Friday, December 31, 2010

But can you bend into the shape of a pretzel yet?


(Note: After I finish this post, I'm going to change into my yoga togs for yoga practice #360.  Eeek!!!!)

A continuation of my reflections on some of the questions I asked upon beginning this 360 straight days of yoga practice.  I asked, will I:
  • Master more challenging poses that we do once in awhile in yoga class and then don't return to again for several months, so that I never really feel like I've fully learned how to properly execute them? Poses like Bakasana
I did Bakasana in my home practice yesterday.  It is one of those poses that sometimes feels like second nature to get into. Then on other days, I feel totally befuddled about where to place my knees against my arms--it just feels not quite right, even if I'm placing the knees in the exact same place as I did the day before, when it felt easier than pie.

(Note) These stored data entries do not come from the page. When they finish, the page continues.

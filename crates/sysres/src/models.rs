//! Core data models for resource readings

use serde::{Deserialize, Serialize};

/// A resource ceiling: either a concrete positive value or explicitly no limit.
///
/// `Unbounded` is never encoded as a number; callers must match on it.
#[derive(Debug, Clone, Copy, PartialEq, Serialize, Deserialize)]
#[serde(tag = "kind", content = "value", rename_all = "snake_case")]
pub enum Limit<T> {
    Bounded(T),
    Unbounded,
}

impl<T: Copy> Limit<T> {
    /// The bounded value, if any
    pub fn bounded(&self) -> Option<T> {
        match self {
            Limit::Bounded(value) => Some(*value),
            Limit::Unbounded => None,
        }
    }

    pub fn map<U>(self, f: impl FnOnce(T) -> U) -> Limit<U> {
        match self {
            Limit::Bounded(value) => Limit::Bounded(f(value)),
            Limit::Unbounded => Limit::Unbounded,
        }
    }
}

/// CPU ceiling in cores
pub type CpuLimit = Limit<f64>;

/// Memory ceiling in bytes
pub type MemoryLimit = Limit<u64>;

/// CFS bandwidth settings read from a cgroup, in microseconds
#[derive(Debug, Clone, Copy, PartialEq, Eq, Serialize, Deserialize)]
pub struct CpuQuota {
    pub quota_us: i64,
    pub period_us: i64,
}

impl CpuQuota {
    /// Build a quota, rejecting non-positive values
    pub fn new(quota_us: i64, period_us: i64) -> Option<Self> {
        if quota_us <= 0 || period_us <= 0 {
            return None;
        }
        Some(Self {
            quota_us,
            period_us,
        })
    }

    /// Cores available under this quota (quota / period)
    pub fn cores(&self) -> f64 {
        self.quota_us as f64 / self.period_us as f64
    }

    /// Milli-cores, truncated toward zero
    pub fn millicores(&self) -> i64 {
        self.quota_us.saturating_mul(1000) / self.period_us
    }
}

/// Host-wide memory figures in bytes
#[derive(Debug, Clone, Copy, PartialEq, Eq, Serialize, Deserialize)]
pub struct HostMemory {
    pub total_bytes: u64,
    pub used_bytes: u64,
}

/// Cgroup version detected on the system
#[derive(Debug, Clone, Copy, PartialEq, Eq, Serialize, Deserialize)]
#[serde(rename_all = "snake_case")]
pub enum CgroupVersion {
    V1,
    V2,
    Unknown,
}

/// Every reading taken in one pass
///
/// Fields that could not be resolved are `None`; a `None` ratio means
/// "unknown", never zero usage.
#[derive(Debug, Clone, PartialEq, Serialize, Deserialize)]
pub struct Snapshot {
    pub platform: String,
    pub sampled_at: i64,
    pub cgroup_version: CgroupVersion,
    pub is_container: bool,
    pub cpu_limit_cores: Option<CpuLimit>,
    pub cpu_usage_ratio: Option<f64>,
    pub memory_limit_bytes: Option<MemoryLimit>,
    pub memory_used_bytes: Option<u64>,
    pub memory_usage_ratio: Option<f64>,
}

Anyway, I do feel like I am more capable and skilled with Bakasana, in general.  Some of the other challenge poses I've worked on in class and at home this year, however, I am a long, long way from comfortable.  Perhaps you remember this one:

Ah, good ole Eka Pada Galavasana... I quit working on this one because I was sick of looking like a battered woman.  The pressure of my foot against my arm gave me bruises that looked like someone had grabbed me really hard.  It wasn't such a big deal when the weather was cool outside, but when tank top weather arrived....  Also, my leg injury sort of put a hamper on this one.  Take-Away Lesson: You can't be Super Woman when you walk with a hobble.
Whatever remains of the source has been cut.